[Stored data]
● ● ● ● ● ● ●
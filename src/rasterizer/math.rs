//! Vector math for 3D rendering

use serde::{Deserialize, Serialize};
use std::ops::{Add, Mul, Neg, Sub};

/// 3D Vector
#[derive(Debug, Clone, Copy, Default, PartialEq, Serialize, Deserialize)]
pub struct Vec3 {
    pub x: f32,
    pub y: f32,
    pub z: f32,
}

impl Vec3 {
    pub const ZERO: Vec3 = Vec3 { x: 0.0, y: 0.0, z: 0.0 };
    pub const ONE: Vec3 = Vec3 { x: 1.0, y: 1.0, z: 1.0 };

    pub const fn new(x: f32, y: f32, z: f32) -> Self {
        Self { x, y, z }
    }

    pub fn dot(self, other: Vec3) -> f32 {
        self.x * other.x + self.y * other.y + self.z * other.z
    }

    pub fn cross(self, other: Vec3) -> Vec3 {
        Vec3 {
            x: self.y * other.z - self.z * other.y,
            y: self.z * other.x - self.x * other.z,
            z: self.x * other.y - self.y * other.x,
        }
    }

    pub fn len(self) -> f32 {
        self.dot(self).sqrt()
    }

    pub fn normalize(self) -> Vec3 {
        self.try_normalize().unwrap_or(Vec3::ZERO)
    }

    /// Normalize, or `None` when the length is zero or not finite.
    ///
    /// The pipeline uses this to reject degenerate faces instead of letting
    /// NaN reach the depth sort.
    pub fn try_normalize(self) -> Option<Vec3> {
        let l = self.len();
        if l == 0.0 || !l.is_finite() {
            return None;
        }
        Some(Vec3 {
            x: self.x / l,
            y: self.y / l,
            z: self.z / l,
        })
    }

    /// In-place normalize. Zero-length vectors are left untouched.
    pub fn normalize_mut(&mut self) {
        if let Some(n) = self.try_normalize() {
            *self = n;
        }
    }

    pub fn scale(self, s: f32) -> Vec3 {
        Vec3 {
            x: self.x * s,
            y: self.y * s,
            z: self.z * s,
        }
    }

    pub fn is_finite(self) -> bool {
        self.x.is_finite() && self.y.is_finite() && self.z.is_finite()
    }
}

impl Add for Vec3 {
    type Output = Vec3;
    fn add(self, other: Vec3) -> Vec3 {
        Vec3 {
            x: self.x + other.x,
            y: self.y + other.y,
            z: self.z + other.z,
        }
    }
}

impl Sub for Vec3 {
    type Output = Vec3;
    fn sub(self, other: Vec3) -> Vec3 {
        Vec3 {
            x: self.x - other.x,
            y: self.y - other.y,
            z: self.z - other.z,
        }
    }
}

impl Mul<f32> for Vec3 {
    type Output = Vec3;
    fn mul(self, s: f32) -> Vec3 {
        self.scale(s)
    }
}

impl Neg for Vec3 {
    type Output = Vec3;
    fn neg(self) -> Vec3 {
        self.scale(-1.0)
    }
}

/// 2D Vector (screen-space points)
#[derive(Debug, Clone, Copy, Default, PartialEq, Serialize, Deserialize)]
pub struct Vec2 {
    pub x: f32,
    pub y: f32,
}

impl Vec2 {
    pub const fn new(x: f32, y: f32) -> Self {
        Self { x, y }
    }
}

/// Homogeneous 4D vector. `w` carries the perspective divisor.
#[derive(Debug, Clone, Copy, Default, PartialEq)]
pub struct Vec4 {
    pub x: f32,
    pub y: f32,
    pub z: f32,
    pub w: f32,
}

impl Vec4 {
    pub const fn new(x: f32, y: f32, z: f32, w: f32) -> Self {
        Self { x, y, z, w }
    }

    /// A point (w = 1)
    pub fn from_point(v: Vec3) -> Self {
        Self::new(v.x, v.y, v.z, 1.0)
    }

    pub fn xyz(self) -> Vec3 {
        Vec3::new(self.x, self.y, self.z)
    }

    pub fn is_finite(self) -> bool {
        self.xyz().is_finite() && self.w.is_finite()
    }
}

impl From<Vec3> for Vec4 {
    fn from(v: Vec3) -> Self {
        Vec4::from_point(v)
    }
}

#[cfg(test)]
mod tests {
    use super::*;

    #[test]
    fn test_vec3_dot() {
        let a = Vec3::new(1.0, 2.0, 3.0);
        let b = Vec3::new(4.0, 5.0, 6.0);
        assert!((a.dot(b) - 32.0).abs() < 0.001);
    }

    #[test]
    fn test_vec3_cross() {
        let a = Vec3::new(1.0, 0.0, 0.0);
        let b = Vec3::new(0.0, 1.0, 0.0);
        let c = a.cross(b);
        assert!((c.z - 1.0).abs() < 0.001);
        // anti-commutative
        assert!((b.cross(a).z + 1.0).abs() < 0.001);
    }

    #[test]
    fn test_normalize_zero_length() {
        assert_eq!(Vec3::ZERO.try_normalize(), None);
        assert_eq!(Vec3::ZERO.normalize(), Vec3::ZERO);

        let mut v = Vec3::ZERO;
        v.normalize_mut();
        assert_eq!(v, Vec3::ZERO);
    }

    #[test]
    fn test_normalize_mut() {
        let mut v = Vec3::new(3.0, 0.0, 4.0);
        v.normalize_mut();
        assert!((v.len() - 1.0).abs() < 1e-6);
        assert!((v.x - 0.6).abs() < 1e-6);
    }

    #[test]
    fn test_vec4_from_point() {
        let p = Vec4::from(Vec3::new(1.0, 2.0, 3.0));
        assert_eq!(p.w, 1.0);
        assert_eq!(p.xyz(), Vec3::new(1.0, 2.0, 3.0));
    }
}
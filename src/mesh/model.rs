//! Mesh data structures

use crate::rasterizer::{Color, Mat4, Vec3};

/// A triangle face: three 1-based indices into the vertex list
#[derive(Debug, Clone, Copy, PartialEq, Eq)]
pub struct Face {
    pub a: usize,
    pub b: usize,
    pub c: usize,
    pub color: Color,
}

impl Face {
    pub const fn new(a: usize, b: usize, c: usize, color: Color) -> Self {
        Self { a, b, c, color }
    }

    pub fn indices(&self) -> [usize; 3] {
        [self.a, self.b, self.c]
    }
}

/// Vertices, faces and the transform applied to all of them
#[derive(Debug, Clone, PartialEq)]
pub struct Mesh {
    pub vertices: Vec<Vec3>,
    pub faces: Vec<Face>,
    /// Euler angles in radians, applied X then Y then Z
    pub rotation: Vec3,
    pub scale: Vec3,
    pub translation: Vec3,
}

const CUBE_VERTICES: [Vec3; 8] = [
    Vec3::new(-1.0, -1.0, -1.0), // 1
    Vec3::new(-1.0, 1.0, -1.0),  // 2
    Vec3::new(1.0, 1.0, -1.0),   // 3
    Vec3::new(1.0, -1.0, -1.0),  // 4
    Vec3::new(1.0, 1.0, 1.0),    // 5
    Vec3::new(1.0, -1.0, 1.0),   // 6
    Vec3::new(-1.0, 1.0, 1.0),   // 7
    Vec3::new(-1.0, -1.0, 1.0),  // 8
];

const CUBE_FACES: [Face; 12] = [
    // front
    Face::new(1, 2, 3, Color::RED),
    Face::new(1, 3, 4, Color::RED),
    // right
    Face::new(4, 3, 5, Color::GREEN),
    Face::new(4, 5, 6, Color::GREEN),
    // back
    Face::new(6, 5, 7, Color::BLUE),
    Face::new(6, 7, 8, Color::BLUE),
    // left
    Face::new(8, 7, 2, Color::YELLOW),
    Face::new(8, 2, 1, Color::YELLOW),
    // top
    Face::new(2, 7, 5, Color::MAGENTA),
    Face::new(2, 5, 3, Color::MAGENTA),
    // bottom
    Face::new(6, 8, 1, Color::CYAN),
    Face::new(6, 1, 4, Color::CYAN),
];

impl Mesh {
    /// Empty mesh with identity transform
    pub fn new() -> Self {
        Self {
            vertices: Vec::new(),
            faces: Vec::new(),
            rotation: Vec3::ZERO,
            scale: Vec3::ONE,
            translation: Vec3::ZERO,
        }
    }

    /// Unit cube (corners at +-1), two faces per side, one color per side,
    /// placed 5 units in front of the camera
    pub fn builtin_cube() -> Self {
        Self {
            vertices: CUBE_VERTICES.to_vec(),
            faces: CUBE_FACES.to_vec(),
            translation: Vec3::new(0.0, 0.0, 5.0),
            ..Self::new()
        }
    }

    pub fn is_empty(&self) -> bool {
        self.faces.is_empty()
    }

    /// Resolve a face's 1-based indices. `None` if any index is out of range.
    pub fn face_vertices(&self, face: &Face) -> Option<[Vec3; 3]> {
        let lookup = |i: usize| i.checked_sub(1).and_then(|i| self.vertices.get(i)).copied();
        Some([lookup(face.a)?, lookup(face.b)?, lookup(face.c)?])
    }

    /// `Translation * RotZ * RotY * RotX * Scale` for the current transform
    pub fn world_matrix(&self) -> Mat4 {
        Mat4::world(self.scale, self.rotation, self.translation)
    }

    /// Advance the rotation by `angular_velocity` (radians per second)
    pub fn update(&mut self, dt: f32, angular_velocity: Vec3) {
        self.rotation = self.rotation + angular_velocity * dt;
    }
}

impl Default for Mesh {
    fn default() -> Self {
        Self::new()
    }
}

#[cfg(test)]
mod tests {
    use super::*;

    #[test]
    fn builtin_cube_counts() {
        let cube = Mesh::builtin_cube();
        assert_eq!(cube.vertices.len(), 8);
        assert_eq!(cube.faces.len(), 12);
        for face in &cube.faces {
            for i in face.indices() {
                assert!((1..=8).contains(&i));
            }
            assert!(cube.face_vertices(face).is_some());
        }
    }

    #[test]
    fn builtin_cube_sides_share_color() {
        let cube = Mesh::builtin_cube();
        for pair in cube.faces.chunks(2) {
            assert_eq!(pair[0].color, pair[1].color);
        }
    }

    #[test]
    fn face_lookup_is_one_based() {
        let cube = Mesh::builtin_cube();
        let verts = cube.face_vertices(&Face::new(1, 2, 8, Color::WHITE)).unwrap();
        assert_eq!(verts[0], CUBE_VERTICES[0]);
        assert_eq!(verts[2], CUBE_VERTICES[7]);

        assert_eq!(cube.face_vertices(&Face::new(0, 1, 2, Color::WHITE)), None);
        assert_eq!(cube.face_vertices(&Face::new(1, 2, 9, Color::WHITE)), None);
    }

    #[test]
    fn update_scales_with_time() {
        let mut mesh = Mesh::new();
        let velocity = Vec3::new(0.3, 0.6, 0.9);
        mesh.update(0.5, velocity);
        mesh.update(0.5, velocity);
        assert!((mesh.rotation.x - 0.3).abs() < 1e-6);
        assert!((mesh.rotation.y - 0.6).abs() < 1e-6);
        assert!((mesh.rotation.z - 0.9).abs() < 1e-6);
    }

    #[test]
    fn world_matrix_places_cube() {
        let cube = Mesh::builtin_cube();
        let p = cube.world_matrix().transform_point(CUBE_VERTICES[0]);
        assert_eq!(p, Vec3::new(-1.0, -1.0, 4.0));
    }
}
● ● ● ● ● ● ●
**WORK TASK:**
Set down exactly the lines that begin the records and continue through the line bearing "pub fn dot(self, other: Vec3)"; include both ends.

**COMPLETED EXERCISE:**
filename src/rasterizer/math.rs
//! Vector math for 3D rendering

use serde::{Deserialize, Serialize};
use std::ops::{Add, Mul, Neg, Sub};

/// 3D Vector
#[derive(Debug, Clone, Copy, Default, PartialEq, Serialize, Deserialize)]
pub struct Vec3 {
    pub x: f32,
    pub y: f32,
    pub z: f32,
}

impl Vec3 {
    pub const ZERO: Vec3 = Vec3 { x: 0.0, y: 0.0, z: 0.0 };
    pub const ONE: Vec3 = Vec3 { x: 1.0, y: 1.0, z: 1.0 };

    pub const fn new(x: f32, y: f32, z: f32) -> Self {
        Self { x, y, z }
    }

    pub fn dot(self, other: Vec3) -> f32 {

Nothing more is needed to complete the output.